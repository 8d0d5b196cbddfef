//! Verification of `expectEvents`.

use bson::{Bson, Document};
use serde::Deserialize;
use tracing::info;
use unified_core::{Error, Result};
use unified_driver::CommandEvent;

use crate::entity::EntityMap;
use crate::matcher;

/// Events one client must have observed.
#[derive(Debug, Clone, PartialEq, Deserialize)]
#[serde(rename_all = "camelCase", deny_unknown_fields)]
pub struct ExpectedEventsForClient {
    pub client: String,
    #[serde(default)]
    pub event_type: Option<String>,
    /// Raw events; decoded as [`ExpectedEvent`]s only for `eventType: command`
    pub events: Vec<Document>,
    #[serde(default)]
    pub ignore_extra_events: Option<bool>,
}

/// One expected command monitoring event.
#[derive(Debug, Clone, PartialEq, Deserialize)]
#[serde(rename_all = "camelCase")]
pub enum ExpectedEvent {
    CommandStartedEvent(ExpectedCommandStarted),
    CommandSucceededEvent(ExpectedCommandSucceeded),
    CommandFailedEvent(ExpectedCommandFailed),
}

#[derive(Debug, Clone, Default, PartialEq, Deserialize)]
#[serde(rename_all = "camelCase", deny_unknown_fields)]
pub struct ExpectedCommandStarted {
    pub command: Option<Document>,
    pub command_name: Option<String>,
    pub database_name: Option<String>,
}

#[derive(Debug, Clone, Default, PartialEq, Deserialize)]
#[serde(rename_all = "camelCase", deny_unknown_fields)]
pub struct ExpectedCommandSucceeded {
    pub reply: Option<Document>,
    pub command_name: Option<String>,
    pub database_name: Option<String>,
}

#[derive(Debug, Clone, Default, PartialEq, Deserialize)]
#[serde(rename_all = "camelCase", deny_unknown_fields)]
pub struct ExpectedCommandFailed {
    pub command_name: Option<String>,
    pub database_name: Option<String>,
}

impl ExpectedEvent {
    fn event_type(&self) -> &'static str {
        match self {
            ExpectedEvent::CommandStartedEvent(_) => "commandStartedEvent",
            ExpectedEvent::CommandSucceededEvent(_) => "commandSucceededEvent",
            ExpectedEvent::CommandFailedEvent(_) => "commandFailedEvent",
        }
    }

    /// Check one observed event. Returns the reason on mismatch.
    fn check(&self, actual: &CommandEvent, entities: &EntityMap) -> std::result::Result<(), String> {
        if self.event_type() != actual.event_type() {
            return Err(format!("expected {}, got {}", self.event_type(), actual.event_type()));
        }
        let (command_name, database_name) = match self {
            ExpectedEvent::CommandStartedEvent(e) => (&e.command_name, &e.database_name),
            ExpectedEvent::CommandSucceededEvent(e) => (&e.command_name, &e.database_name),
            ExpectedEvent::CommandFailedEvent(e) => (&e.command_name, &e.database_name),
        };
        if let Some(name) = command_name {
            if name != actual.command_name() {
                return Err(format!("expected command {}, got {}", name, actual.command_name()));
            }
        }
        if let Some(name) = database_name {
            if name != actual.database_name() {
                return Err(format!("expected database {}, got {}", name, actual.database_name()));
            }
        }
        let body = match (self, actual) {
            (ExpectedEvent::CommandStartedEvent(e), CommandEvent::Started { command, .. }) => {
                e.command.as_ref().map(|expected| ("command", expected, command))
            }
            (ExpectedEvent::CommandSucceededEvent(e), CommandEvent::Succeeded { reply, .. }) => {
                e.reply.as_ref().map(|expected| ("reply", expected, reply))
            }
            _ => None,
        };
        if let Some((field, expected, actual)) = body {
            let expected = Bson::Document(expected.clone());
            let actual = Bson::Document(actual.clone());
            matcher::match_root(&expected, &actual, entities)
                .map_err(|m| format!("{} mismatch at {}", field, m))?;
        }
        Ok(())
    }
}

impl ExpectedEventsForClient {
    /// `eventType`, defaulting to `command`.
    pub fn event_type(&self) -> &str {
        self.event_type.as_deref().unwrap_or("command")
    }

    /// Decode the expected command events. Entries of other event types
    /// decode to an empty list.
    pub fn command_events(&self) -> Result<Vec<ExpectedEvent>> {
        if self.event_type() != "command" {
            return Ok(Vec::new());
        }
        self.events
            .iter()
            .map(|event| {
                bson::from_document(event.clone()).map_err(|e| {
                    Error::invalid_test_file(format!("expected event for client {}: {}", self.client, e))
                })
            })
            .collect()
    }
}

/// Verify one `expectEvents` entry against the client's observed events.
pub fn verify(expected: &ExpectedEventsForClient, entities: &EntityMap) -> Result<()> {
    let event_type = expected.event_type();
    if event_type != "command" {
        info!(
            target: "unified::executor",
            client = expected.client.as_str(),
            event_type,
            "skipping verification of non-command events"
        );
        return Ok(());
    }
    let events = expected.command_events()?;

    let client = entities.client(&expected.client)?;
    let observed = client.observed_events();
    let fail = |reason: String| Error::EventMismatch {
        client: expected.client.clone(),
        reason,
    };

    let ignore_extra = expected.ignore_extra_events.unwrap_or(false);
    if observed.len() < events.len() || (!ignore_extra && observed.len() != events.len()) {
        let names: Vec<&str> = observed.iter().map(CommandEvent::command_name).collect();
        return Err(fail(format!(
            "expected {} events, observed {} ({})",
            events.len(),
            observed.len(),
            names.join(", ")
        )));
    }
    for (i, (want, got)) in events.iter().zip(observed.iter()).enumerate() {
        want.check(got, entities)
            .map_err(|reason| fail(format!("event {}: {}", i, reason)))?;
    }
    Ok(())
}

#[cfg(test)]
mod tests {
    use super::*;
    use bson::doc;

    #[test]
    fn expected_event_decodes_externally_tagged() {
        let event: ExpectedEvent = bson::from_document(doc! {
            "commandStartedEvent": { "commandName": "insert", "command": { "insert": "coll" } }
        })
        .unwrap();
        assert_eq!(event.event_type(), "commandStartedEvent");
    }

    fn expectation(event_type: Option<&str>, events: Vec<Document>) -> ExpectedEventsForClient {
        ExpectedEventsForClient {
            client: "client0".into(),
            event_type: event_type.map(String::from),
            events,
            ignore_extra_events: None,
        }
    }

    #[test]
    fn command_events_decode_by_default() {
        let expected = expectation(None, vec![doc! { "commandStartedEvent": { "commandName": "ping" } }]);
        let events = expected.command_events().unwrap();
        assert_eq!(events.len(), 1);
        assert_eq!(events[0].event_type(), "commandStartedEvent");
    }

    #[test]
    fn unknown_command_event_is_invalid() {
        let expected = expectation(Some("command"), vec![doc! { "poolCreatedEvent": {} }]);
        assert!(matches!(
            expected.command_events(),
            Err(Error::InvalidTestFile { .. })
        ));
    }

    #[test]
    fn other_event_types_are_not_decoded() {
        let expected = expectation(
            Some("cmap"),
            vec![doc! { "poolCreatedEvent": {} }, doc! { "connectionReadyEvent": {} }],
        );
        assert!(expected.command_events().unwrap().is_empty());
        assert!(verify(&expected, &EntityMap::new()).is_ok());
    }

    #[test]
    fn check_compares_name_and_command() {
        let expected = ExpectedEvent::CommandStartedEvent(ExpectedCommandStarted {
            command: Some(doc! { "insert": "coll" }),
            command_name: Some("insert".into()),
            database_name: Some("db".into()),
        });
        let actual = CommandEvent::Started {
            command_name: "insert".into(),
            database_name: "db".into(),
            command: doc! { "insert": "coll", "ordered": true },
        };
        assert!(expected.check(&actual, &EntityMap::new()).is_ok());

        let other = CommandEvent::Started {
            command_name: "find".into(),
            database_name: "db".into(),
            command: doc! { "find": "coll" },
        };
        assert!(expected.check(&other, &EntityMap::new()).is_err());
    }
}
//! Deployment requirements (`runOnRequirements`).
//!
//! A [`RunOnRequirement`] is met iff every field it specifies matches the
//! observed [`Deployment`]. A list of requirements is met iff at least one
//! of its members is met.

use std::fmt;

use bson::Document;
use serde::Deserialize;

use crate::document::values_equal;
use crate::types::TopologyKind;
use crate::version::{deserialize_upper_bound, ServerVersion};

/// What the runner observed about the deployment it is connected to.
#[derive(Debug, Clone, PartialEq)]
pub struct Deployment {
    pub server_version: ServerVersion,
    pub topology: TopologyKind,
    pub server_parameters: Document,
    pub auth_enabled: bool,
    pub serverless: bool,
}

impl Deployment {
    /// A deployment with no server parameters, auth or serverless.
    pub fn new(server_version: ServerVersion, topology: TopologyKind) -> Self {
        Self {
            server_version,
            topology,
            server_parameters: Document::new(),
            auth_enabled: false,
            serverless: false,
        }
    }
}

/// Serverless constraint of a requirement.
#[derive(Debug, Clone, Copy, PartialEq, Eq, Deserialize)]
#[serde(rename_all = "lowercase")]
pub enum ServerlessRequirement {
    Require,
    Forbid,
    Allow,
}

/// One version/topology requirement.
#[derive(Debug, Clone, PartialEq, Default, Deserialize)]
#[serde(rename_all = "camelCase", deny_unknown_fields)]
pub struct RunOnRequirement {
    #[serde(default)]
    pub min_server_version: Option<ServerVersion>,
    #[serde(default, deserialize_with = "deserialize_upper_bound")]
    pub max_server_version: Option<ServerVersion>,
    #[serde(default)]
    pub topologies: Option<Vec<TopologyKind>>,
    #[serde(default)]
    pub server_parameters: Option<Document>,
    #[serde(default)]
    pub auth: Option<bool>,
    #[serde(default)]
    pub serverless: Option<ServerlessRequirement>,
}

/// The first field of a requirement that the deployment fails.
#[derive(Debug, Clone, PartialEq)]
pub enum UnmetRequirement {
    MinServerVersion {
        required: ServerVersion,
        actual: ServerVersion,
    },
    MaxServerVersion {
        required: ServerVersion,
        actual: ServerVersion,
    },
    Topology {
        allowed: Vec<TopologyKind>,
        actual: TopologyKind,
    },
    ServerParameter {
        name: String,
    },
    Auth {
        required: bool,
    },
    Serverless {
        required: ServerlessRequirement,
    },
}

impl fmt::Display for UnmetRequirement {
    fn fmt(&self, f: &mut fmt::Formatter<'_>) -> fmt::Result {
        match self {
            UnmetRequirement::MinServerVersion { required, actual } => {
                write!(f, "server version {} < minimum {}", actual, required)
            }
            UnmetRequirement::MaxServerVersion { required, actual } => {
                write!(f, "server version {} > maximum {}", actual, required)
            }
            UnmetRequirement::Topology { allowed, actual } => {
                let names: Vec<String> = allowed.iter().map(|t| t.to_string()).collect();
                write!(f, "topology {} not in [{}]", actual, names.join(", "))
            }
            UnmetRequirement::ServerParameter { name } => {
                write!(f, "server parameter {} does not match", name)
            }
            UnmetRequirement::Auth { required } => write!(f, "auth required = {}", required),
            UnmetRequirement::Serverless { required } => {
                write!(f, "serverless requirement {:?} not met", required)
            }
        }
    }
}

impl RunOnRequirement {
    /// Returns the first unmet field, or `None` if the requirement holds.
    pub fn unmet(&self, deployment: &Deployment) -> Option<UnmetRequirement> {
        let actual = deployment.server_version;
        if let Some(min) = self.min_server_version {
            if actual < min {
                return Some(UnmetRequirement::MinServerVersion {
                    required: min,
                    actual,
                });
            }
        }
        if let Some(max) = self.max_server_version {
            if actual > max {
                return Some(UnmetRequirement::MaxServerVersion {
                    required: max,
                    actual,
                });
            }
        }
        if let Some(topologies) = &self.topologies {
            if !topologies.contains(&deployment.topology) {
                return Some(UnmetRequirement::Topology {
                    allowed: topologies.clone(),
                    actual: deployment.topology,
                });
            }
        }
        if let Some(parameters) = &self.server_parameters {
            for (name, expected) in parameters {
                let matches = deployment
                    .server_parameters
                    .get(name)
                    .map_or(false, |actual| values_equal(expected, actual));
                if !matches {
                    return Some(UnmetRequirement::ServerParameter { name: name.clone() });
                }
            }
        }
        if let Some(auth) = self.auth {
            if auth != deployment.auth_enabled {
                return Some(UnmetRequirement::Auth { required: auth });
            }
        }
        if let Some(serverless) = self.serverless {
            let met = match serverless {
                ServerlessRequirement::Require => deployment.serverless,
                ServerlessRequirement::Forbid => !deployment.serverless,
                ServerlessRequirement::Allow => true,
            };
            if !met {
                return Some(UnmetRequirement::Serverless {
                    required: serverless,
                });
            }
        }
        None
    }

    /// Whether the requirement holds for the deployment.
    pub fn is_met(&self, deployment: &Deployment) -> bool {
        self.unmet(deployment).is_none()
    }
}

/// Whether at least one requirement in the list holds.
pub fn any_satisfied(requirements: &[RunOnRequirement], deployment: &Deployment) -> bool {
    requirements.iter().any(|r| r.is_met(deployment))
}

********

**WHAT THIS TASK INVOLVES**
The expected output is exactly the lines of the listing above between the line holding "let actual = Bson::Document(actual.clone());" and the line holding "client's observed events.", inclusive.

**SOLUTION FOR THIS PROBLEM**
            let actual = Bson::Document(actual.clone());
            matcher::match_root(&expected, &actual, entities)
                .map_err(|m| format!("{} mismatch at {}", field, m))?;
        }
        Ok(())
    }
}

impl ExpectedEventsForClient {
    /// `eventType`, defaulting to `command`.
    pub fn event_type(&self) -> &str {
        self.event_type.as_deref().unwrap_or("command")
    }

    /// Decode the expected command events. Entries of other event types
    /// decode to an empty list.
    pub fn command_events(&self) -> Result<Vec<ExpectedEvent>> {
        if self.event_type() != "command" {
            return Ok(Vec::new());
        }
        self.events
            .iter()
            .map(|event| {
                bson::from_document(event.clone()).map_err(|e| {
                    Error::invalid_test_file(format!("expected event for client {}: {}", self.client, e))
                })
            })
            .collect()
    }
}

/// Verify one `expectEvents` entry against the client's observed events.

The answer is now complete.